Molise is Italy's second-smallest region. Its area is about 20 per cent the size of Sardinia,and its population is a mere 320 thousand. Although it is one of Italy's lesser known areas, it really is pure Italia: This is because of its very central location on the Italian peninsula, with access to the Adriatic Sea (35 kilometers). Despite belonging to central Italy, it is closer to the country's South than to its North, and Rome also is in its vicinity. With respect to landscapes, culture and the people's mentality, it is really typically Italian. The fact that it is not big and not as iconic as many other places in Italy, can be seen as an advantage: Here Italy is still unspoilt, "the way it used to be", and things are a bit slower and very reliable. This can also be said of the region's real estate sector. The people of Molise welcome foreigners with a big amount of hospitality and warm hearts, and what they offer them is real estate at very reasonable prices for the most part.

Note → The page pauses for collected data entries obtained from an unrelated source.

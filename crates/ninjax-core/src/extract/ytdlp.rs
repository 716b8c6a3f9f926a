//! yt-dlp subprocess backend.
//!
//! Probes with `-J` (single JSON document on stdout) and fetches with an
//! output template inside the caller's temp dir. Construction runs
//! `yt-dlp --version`; a missing or broken binary is reported as
//! `Unavailable` so the dispatcher records the platform as down instead of
//! crashing the process.

use super::{
    policy, ExtractError, Extractor, FetchOutcome, FormatDescriptor, FormatSelector, MediaKind,
    Metadata,
};
use crate::credentials::CredentialHandle;
use async_trait::async_trait;
use serde_json::Value;
use std::collections::BTreeSet;
use std::path::{Path, PathBuf};
use std::process::Stdio;
use std::time::Duration;
use tokio::process::Command;
use url::Url;
use uuid::Uuid;

pub struct YtDlpExtractor {
    bin: String,
    probe_timeout: Duration,
    fetch_timeout: Duration,
}

impl YtDlpExtractor {
    pub fn new(
        bin: &str,
        probe_timeout: Duration,
        fetch_timeout: Duration,
    ) -> Result<Self, ExtractError> {
        let out = std::process::Command::new(bin)
            .arg("--version")
            .stdin(Stdio::null())
            .output()
            .map_err(|e| ExtractError::Unavailable(format!("cannot run {bin}: {e}")))?;
        if !out.status.success() {
            return Err(ExtractError::Unavailable(format!(
                "{bin} --version exited with {}",
                out.status
            )));
        }
        let version = String::from_utf8_lossy(&out.stdout).trim().to_string();
        tracing::info!(version = %version, "yt-dlp backend ready");
        Ok(Self {
            bin: bin.to_string(),
            probe_timeout,
            fetch_timeout,
        })
    }

    async fn run(&self, mut cmd: Command, deadline: Duration) -> Result<std::process::Output, ExtractError> {
        cmd.stdin(Stdio::null()).kill_on_drop(true);
        match tokio::time::timeout(deadline, cmd.output()).await {
            Err(_) => Err(ExtractError::Timeout(deadline.as_secs())),
            Ok(Err(e)) => Err(ExtractError::Unavailable(format!(
                "failed to spawn {}: {e}",
                self.bin
            ))),
            Ok(Ok(out)) => Ok(out),
        }
    }
}

#[async_trait]
impl Extractor for YtDlpExtractor {
    fn id(&self) -> &'static str {
        "yt-dlp"
    }

    async fn probe(
        &self,
        url: &Url,
        cookies: Option<&CredentialHandle>,
    ) -> Result<Metadata, ExtractError> {
        let mut cmd = Command::new(&self.bin);
        cmd.args(["-J", "--no-warnings", "--no-playlist"]);
        if let Some(jar) = cookies {
            cmd.arg("--cookies").arg(jar.path());
        }
        cmd.arg(url.as_str());

        let out = self.run(cmd, self.probe_timeout).await?;
        if !out.status.success() {
            return Err(classify_failure(&String::from_utf8_lossy(&out.stderr)));
        }
        let value: Value = serde_json::from_slice(&out.stdout)
            .map_err(|e| ExtractError::Unknown(format!("unparseable probe output: {e}")))?;
        Ok(parse_metadata(&value))
    }

    async fn fetch(
        &self,
        url: &Url,
        selector: &FormatSelector,
        cookies: Option<&CredentialHandle>,
        temp_dir: &Path,
    ) -> Result<FetchOutcome, ExtractError> {
        let stem = Uuid::new_v4().simple().to_string();
        let template = temp_dir.join(format!("{stem}.%(ext)s"));

        let mut cmd = Command::new(&self.bin);
        cmd.args(["--no-warnings", "--no-playlist", "--no-progress", "--print-json"]);
        if selector.wants_audio() {
            cmd.args(["-f", policy::AUDIO_FORMAT_ID, "-x", "--audio-format", "mp3"]);
        } else {
            cmd.args(["-f", selector.expression()]);
        }
        if let Some(jar) = cookies {
            cmd.arg("--cookies").arg(jar.path());
        }
        cmd.arg("-o").arg(&template);
        cmd.arg(url.as_str());

        let out = self.run(cmd, self.fetch_timeout).await?;
        if !out.status.success() {
            return Err(classify_failure(&String::from_utf8_lossy(&out.stderr)));
        }

        let title = serde_json::from_slice::<Value>(&out.stdout)
            .ok()
            .and_then(|v| v.get("title").and_then(Value::as_str).map(str::to_string));

        let path = find_output(temp_dir, &stem, selector.wants_audio())
            .ok_or_else(|| ExtractError::Unknown("no output file produced".to_string()))?;
        let size = std::fs::metadata(&path).map(|m| m.len()).unwrap_or(0);
        if size == 0 {
            let _ = std::fs::remove_file(&path);
            return Err(ExtractError::IncompleteWrite);
        }
        let ext = path
            .extension()
            .map(|e| e.to_string_lossy().to_ascii_lowercase())
            .unwrap_or_else(|| "bin".to_string());
        Ok(FetchOutcome::Media { path, ext, title })
    }
}

/// Locates the file yt-dlp wrote for the given template stem. After audio
/// post-processing the original container is gone and only `.mp3` remains,
/// but prefer it explicitly in case an intermediate survives.
fn find_output(temp_dir: &Path, stem: &str, prefer_mp3: bool) -> Option<PathBuf> {
    let entries: Vec<PathBuf> = std::fs::read_dir(temp_dir)
        .ok()?
        .filter_map(|e| e.ok())
        .map(|e| e.path())
        .filter(|p| {
            p.file_name()
                .map(|n| n.to_string_lossy().starts_with(stem))
                .unwrap_or(false)
        })
        .collect();
    if prefer_mp3 {
        if let Some(mp3) = entries
            .iter()
            .find(|p| p.extension().is_some_and(|e| e == "mp3"))
        {
            return Some(mp3.clone());
        }
    }
    entries.into_iter().next()
}

/// Maps yt-dlp stderr onto the extractor error taxonomy.
fn classify_failure(stderr: &str) -> ExtractError {
    let lower = stderr.to_ascii_lowercase();

    const NOT_FOUND: &[&str] = &[
        "private video",
        "video unavailable",
        "not available",
        "does not exist",
        "has been removed",
        "members-only",
        "404",
        "age-restricted",
        "sign in to confirm",
    ];
    if NOT_FOUND.iter().any(|m| lower.contains(m)) {
        return ExtractError::NotFound;
    }

    const NETWORK: &[&str] = &[
        "timed out",
        "timeout",
        "connection",
        "network",
        "resolve host",
        "temporary failure",
        "unable to download",
        "http error 5",
    ];
    if NETWORK.iter().any(|m| lower.contains(m)) {
        return ExtractError::Network(first_line(stderr));
    }

    ExtractError::Unknown(first_line(stderr))
}

fn first_line(stderr: &str) -> String {
    stderr
        .lines()
        .find(|l| !l.trim().is_empty())
        .unwrap_or("extractor failed")
        .trim()
        .to_string()
}

/// Builds [`Metadata`] from a yt-dlp `-J` document: video formats deduped by
/// height (first seen wins), sorted by the quality policy, synthetic audio
/// entry appended.
fn parse_metadata(value: &Value) -> Metadata {
    let duration_secs = value
        .get("duration")
        .and_then(Value::as_f64)
        .map(|d| d as u64);

    let mut formats: Vec<FormatDescriptor> = Vec::new();
    let mut seen_heights: BTreeSet<u64> = BTreeSet::new();
    if let Some(list) = value.get("formats").and_then(Value::as_array) {
        for f in list {
            let vcodec = f.get("vcodec").and_then(Value::as_str).unwrap_or("none");
            let height = f.get("height").and_then(Value::as_u64);
            let format_id = f.get("format_id").and_then(Value::as_str);
            if let (Some(height), Some(format_id)) = (height, format_id) {
                if vcodec != "none" && seen_heights.insert(height) {
                    formats.push(FormatDescriptor {
                        format_id: format_id.to_string(),
                        quality: format!("{height}p"),
                        size_bytes: f
                            .get("filesize")
                            .and_then(Value::as_u64)
                            .or_else(|| f.get("filesize_approx").and_then(Value::as_u64)),
                        ext: f
                            .get("ext")
                            .and_then(Value::as_str)
                            .unwrap_or("mp4")
                            .to_string(),
                        kind: MediaKind::Video,
                    });
                }
            }
        }
    }
    policy::sort_formats(&mut formats);
    formats.push(policy::synthetic_audio(duration_secs));

    let text = |key: &str| {
        value
            .get(key)
            .and_then(Value::as_str)
            .map(str::to_string)
            .filter(|s| !s.is_empty())
    };

    Metadata {
        title: text("title").unwrap_or_else(|| "Unknown".to_string()),
        description: text("description"),
        thumbnail: text("thumbnail"),
        duration_secs,
        uploader: text("uploader"),
        upload_date: text("upload_date"),
        formats,
    }
}

#[cfg(test)]
mod tests {
    use super::*;

    #[test]
    fn classify_not_found_variants() {
        assert!(matches!(
            classify_failure("ERROR: Private video. Sign in if you've been granted access"),
            ExtractError::NotFound
        ));
        assert!(matches!(
            classify_failure("ERROR: [youtube] abc: Video unavailable"),
            ExtractError::NotFound
        ));
    }

    #[test]
    fn classify_network_keeps_first_line() {
        let err = classify_failure("\nERROR: unable to download video data: timed out\n");
        match err {
            ExtractError::Network(msg) => assert!(msg.starts_with("ERROR: unable to download")),
            other => panic!("expected Network, got {other:?}"),
        }
    }

    #[test]
    fn classify_unknown_fallback() {
        assert!(matches!(
            classify_failure("ERROR: something nobody anticipated"),
            ExtractError::Unknown(_)
        ));
        assert!(matches!(classify_failure(""), ExtractError::Unknown(_)));
    }

    #[test]
    fn parse_metadata_dedupes_sorts_and_appends_audio() {
        let doc = serde_json::json!({
            "title": "Test Clip",
            "duration": 60.0,
            "uploader": "someone",
            "upload_date": "20240101",
            "formats": [
                {"format_id": "134", "vcodec": "avc1", "height": 360, "ext": "mp4", "filesize": 1000},
                {"format_id": "135", "vcodec": "avc1", "height": 480, "ext": "mp4"},
                {"format_id": "134-dup", "vcodec": "avc1", "height": 360, "ext": "mp4"},
                {"format_id": "140", "vcodec": "none", "ext": "m4a"},
                {"format_id": "137", "vcodec": "avc1", "height": 1080, "ext": "mp4", "filesize_approx": 9000}
            ]
        });
        let meta = parse_metadata(&doc);
        assert_eq!(meta.title, "Test Clip");
        assert_eq!(meta.duration_secs, Some(60));

        let labels: Vec<&str> = meta.formats.iter().map(|f| f.quality.as_str()).collect();
        assert_eq!(labels, ["1080p", "480p", "360p", "MP3"]);
        // First-seen format id wins for a duplicated height.
        assert_eq!(meta.formats[2].format_id, "134");
        // Audio-only rows never become video formats.
        assert!(meta.formats.iter().all(|f| f.format_id != "140"));
        // Synthetic entry carries the estimated size.
        assert_eq!(meta.formats[3].size_bytes, Some(1_440_000));
    }

    #[test]
    fn parse_metadata_handles_sparse_documents() {
        let meta = parse_metadata(&serde_json::json!({}));
        assert_eq!(meta.title, "Unknown");
        assert_eq!(meta.formats.len(), 1); // synthetic audio only
        assert!(meta.duration_secs.is_none());
    }
}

Campobasso is the region's capital and with its population of just over 50 thousand, it has maintained a relaxed and easy-going atmosphere. The Lombards founded it in the eighth century under the name of Campus vassorum as a fortification on a hill. This is now the home of Castello Monforte, the castle of Campobasso, which overlooks the town. It was built in 1450 and is still in good shape, though several times it had to be partially rebuilt, due to earthquakes and wars. In the old town, at the foot of the hill, there is San Bartolomeo, a Romanesque building from the 11th century. This limestone building is of great aesthetic value. The city's climate is Continental, thus for Italy it is surprisingly cool - this is due to its location in the mountains. In the winter even snow is not an infrequent occurrence!
Lately, a lot of movement has come into the region's economy and especially into its tourism sector. In other words, globalization has arrived. Due to its central location, Molise is expected to undergo some rapid and significant changes in the coming years. In fact, the number of travellers from such places as Germany, Holland and Britain is growing fast. What makes Molise so attractive is its relative peace and quiet. Its service sector in non-tourism-related fields has also been growing, and this has had the synergetic effect of making the region's name more known in touristic circles.
To sum it up, Molise has everything that is associated with Italy: Sandy beaches, beautiful rolling hills with picturesque villages, Italian cuisine and wine, Roman remains (like the famous amphitheatre at Lorino) - but everything is on a slightly smaller scale than in the rest of the country and filled with a lot fewer people.